Einchecken bei 77 Bombay Street Simri Buchli wird Hostel- und Club-Betreiber

Der Jüngste der Brüderband 77 Bombay Street hat grosse Pläne: Simri Buchli übernimmt in Chur einen Club inklusive Hostel. Früher teilte er mit seinen Brüdern ein Zimmer, jetzt dürfen diese gratis in seinem Massenschlag nächtigen.
Simri Buchli 77 Bombay Street und Freundin Daniela Bürki im Hostel
© Lucian Hunziker

Simri Buchli von 77 Bombay Street übernimmt mit Freundin Daniela Bürki die Jugendherberge «Just Be Nice» in Chur und macht das «Viva» daraus.

Ein Zimmer, viele Betten.
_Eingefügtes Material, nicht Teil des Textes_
use thiserror::Error;

#[derive(Debug, Clone, PartialEq, Error)]
pub enum ConfigError {
    #[error("mascot size must be positive, got {0}")]
    NonPositiveSize(f32),
    #[error("{name} must be a finite number, got {value}")]
    NonFinite { name: &'static str, value: f32 },
    #[error("particle cap must be at most {max}, got {value}")]
    CapTooLarge { value: usize, max: usize },
    #[error("particle decay interval must be within 1..={max}ms, got {value}")]
    InvalidDecayInterval { value: u32, max: u32 },
    #[error("chase speed must be in (0, 1], got {0}")]
    InvalidSpeed(f32),
    #[error("stop distance must not be negative, got {0}")]
    NegativeStopDistance(f32),
    #[error("{name} probability must be within [0, 1], got {value}")]
    InvalidProbability { name: &'static str, value: f32 },
    #[error("particle size range is empty: {min}..{max}")]
    EmptySizeRange { min: f32, max: f32 },
    #[error("particle fade step must be positive, got {0}")]
    NonPositiveFadeStep(f32),
    #[error("{name} duration must be finite and not negative, got {value}")]
    InvalidDuration { name: &'static str, value: f64 },
    #[error("move-to-center bounds are inverted: min {min}ms > max {max}ms")]
    InvertedMoveBounds { min: f64, max: f64 },
    #[error("move speed must be positive, got {0} px/ms")]
    NonPositiveMoveSpeed(f64),
}

#[derive(Debug, Clone, PartialEq, Eq, Error)]
pub enum TransitionError {
    #[error("a transition is already running")]
    Busy,
    #[error("transition target is empty")]
    EmptyTarget,
}

#[derive(Debug, Clone, PartialEq, Eq, Error)]
pub enum NavigationError {
    #[error("navigation rejected: {0}")]
    Rejected(String),
    #[error("navigation did not settle within {0}ms")]
    TimedOut(u64),
}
Das kennt Simri Buchli, 25, nur zu gut. Mehrere Jahre hat er mit seinen drei Brüdern und Bandmitgliedern von 77 Bombay Street ein Zimmer geteilt. Jetzt übernimmt er ein Hostel inklusive Massenschlag in Chur GR und eröffnet im Erdgeschoss noch einen Club. «Ich miete gleich die ganze Hütte, damits keine Reklamationen gibt», sagt er gegenüber SI online. Eigentlich wollte er sein Geld in Immobilien anlegen, jetzt investiert Buchli ins Churer Nachtleben. «Ich will nicht, dass die Stadt einschläft und habe jetzt die Möglichkeit dies zu ändern. Also packe ichs an!» Der geplante Name «Viva» - auf Deutsch: «es lebe» oder «zum Wohl» - passt da nur allzu gut.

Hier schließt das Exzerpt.